● Work instructions
Your answer must be the lines of the entries below, exactly as written, from the first line through the line containing "caller sharing it.".

● Data for this task
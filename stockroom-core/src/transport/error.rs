//! Error taxonomy for backend calls

use crate::coordinator::{Operation, Resource};
use std::time::Duration;

/// Message shown when the server gives no usable detail
pub const GENERIC_FAILURE_MESSAGE: &str = "Something went wrong. Please try again.";

/// Error returned by any backend call
///
/// `Clone` so one failed fetch can be handed to every caller sharing it.
#[derive(thiserror::Error, Debug, Clone, PartialEq)]
pub enum ApiError {
    /// The request never produced an HTTP response
    #[error("Transport error: {0}")]
    Transport(String),
    #[error("Request timed out after {0:?}")]
    Timeout(Duration),
    /// The bearer credential was rejected; the session has been cleared
    #[error("Session expired or credential rejected")]
    Unauthorized,
    /// Non-2xx response other than 401
    #[error("Server rejected request ({status}): {message}")]
    Server { status: u16, message: String },
    #[error("Failed to decode response: {0}")]
    Decode(String),
    #[error("{operation} is not supported for {resource}")]
    Unsupported { resource: Resource, operation: Operation },
    /// No credential is available to authorize the request
    #[error("Not signed in")]
    SignedOut,
}

impl ApiError {
    /// Build a server error from a response body, preferring its `message`
    pub fn from_response(status: u16, body: &serde_json::Value) -> Self {
        let message = body
            .get("message")
            .or_else(|| body.get("error"))
            .and_then(|m| m.as_str())
            .filter(|m| !m.trim().is_empty())
            .map(str::to_string)
            .or_else(|| body.as_str().filter(|s| !s.trim().is_empty()).map(str::to_string))
            .unwrap_or_else(|| GENERIC_FAILURE_MESSAGE.to_string());
        ApiError::Server { status, message }
    }

    /// Failures worth retrying for idempotent reads
    pub fn is_transient(&self) -> bool {
        match self {
            ApiError::Transport(_) | ApiError::Timeout(_) => true,
            ApiError::Server { status, .. } => *status >= 500,
            _ => false,
        }
    }

    /// Text suitable for a notification
    pub fn user_message(&self) -> String {
        match self {
            ApiError::Server { message, .. } => message.clone(),
            ApiError::Unauthorized | ApiError::SignedOut => {
                "Your session has expired. Please sign in again.".to_string()
            }
            ApiError::Transport(_) | ApiError::Timeout(_) => {
                "Unable to reach the server. Check your connection and try again.".to_string()
            }
            ApiError::Decode(_) => GENERIC_FAILURE_MESSAGE.to_string(),
            ApiError::Unsupported { .. } => self.to_string(),
        }
    }
}
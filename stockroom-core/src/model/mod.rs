//! Backend entities
//!
//! Serde types mirroring the JSON the backend exchanges (camelCase keys).
//! Positional attribute slots are flattened into the master DTOs through
//! [`PositionalAttributes`](crate::fields::PositionalAttributes).

pub mod lookup;
pub mod product;
pub mod vendor;

use serde::{Deserialize, Deserializer};

pub use lookup::{
    Language, ProductCategory, ProductClassification, ProductGroup, ProductType, SalesStatus,
    Uom, UomDimension,
};
pub use product::{ProductMasterDto, ProductMasterUomDto, UomUpdate};
pub use vendor::{BankDetailDto, BankUpdate, TaxInformationDto, TaxUpdate, VendorDto};

/// Decode `null` the same way as an absent key
///
/// The backend sends `null` for unset scalars and empty collections.
pub(crate) fn null_as_default<'de, D, T>(deserializer: D) -> Result<T, D::Error>
where
    D: Deserializer<'de>,
    T: Default + Deserialize<'de>,
{
    Ok(Option::<T>::deserialize(deserializer)?.unwrap_or_default())
}
use crate::features::world::StockroomWorld;
use cucumber::{given, then, when};
use stockroom_core::fields::{attribute_group, AttributeKind, RowGroup};
use stockroom_core::model::ProductMasterUomDto;

// ==================== REPEATABLE ROWS ====================

#[given(regex = r"^a UOM group with (\d+) rows? and capacity (\d+)$")]
async fn given_uom_group(world: &mut StockroomWorld, rows: usize, capacity: usize) {
    let mut group = RowGroup::with_max_rows(ProductMasterUomDto::default(), capacity);
    while group.len() < rows {
        group.add_row(group.len() - 1);
    }
    world.uoms = Some(group);
}

#[when("I delete the first UOM row")]
async fn when_delete_first_uom(world: &mut StockroomWorld) {
    let group = world.uoms();
    let first = group.rows()[0].id;
    let change = group.delete_row(first);
    world.last_change = Some(change);
}

#[when("I add a UOM row at the end")]
async fn when_add_uom(world: &mut StockroomWorld) {
    let group = world.uoms();
    let change = group.add_row(group.len() - 1);
    world.last_change = Some(change);
}

#[then(regex = r"^the UOM group has (\d+) rows?$")]
async fn then_uom_count(world: &mut StockroomWorld, rows: usize) {
    assert_eq!(world.uoms().len(), rows);
}

#[then(expr = "the change is reported as {word}")]
async fn then_change_reported(world: &mut StockroomWorld, expected: String) {
    let change = world.last_change.expect("No change recorded");
    assert_eq!(format!("{:?}", change), expected);
}

// ==================== TYPED ATTRIBUTES ====================

#[given(regex = r"^a text attribute group with (\d+) attributes?$")]
async fn given_text_group(world: &mut StockroomWorld, count: usize) {
    let mut group = attribute_group(AttributeKind::Text);
    while group.len() < count {
        group.add_row(group.len() - 1);
    }
    world.texts = Some(group);
}

#[when(expr = "I delete text attribute {int}")]
async fn when_delete_text(world: &mut StockroomWorld, position: usize) {
    let group = world.texts();
    let id = group.rows()[position - 1].id;
    let change = group.delete_row(id);
    world.last_change = Some(change);
}

#[when(expr = "I add a text attribute after attribute {int}")]
async fn when_add_text(world: &mut StockroomWorld, position: usize) {
    let change = world.texts().add_row(position - 1);
    world.last_change = Some(change);
}

#[then(expr = "the text attributes are named {string}")]
async fn then_text_names(world: &mut StockroomWorld, expected: String) {
    let names: Vec<_> = world.texts().fields().map(|a| a.name.clone()).collect();
    assert_eq!(names.join(", "), expected);
}

#[then(expr = "the text attributes are labelled {string}")]
async fn then_text_labels(world: &mut StockroomWorld, expected: String) {
    let labels: Vec<_> = world.texts().fields().map(|a| a.label.clone()).collect();
    assert_eq!(labels.join(", "), expected);
}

● Exercise output
filename stockroom-core/src/transport/error.rs
//! Error taxonomy for backend calls

use crate::coordinator::{Operation, Resource};
use std::time::Duration;

/// Message shown when the server gives no usable detail
pub const GENERIC_FAILURE_MESSAGE: &str = "Something went wrong. Please try again.";

/// Error returned by any backend call
///
/// `Clone` so one failed fetch can be handed to every caller sharing it.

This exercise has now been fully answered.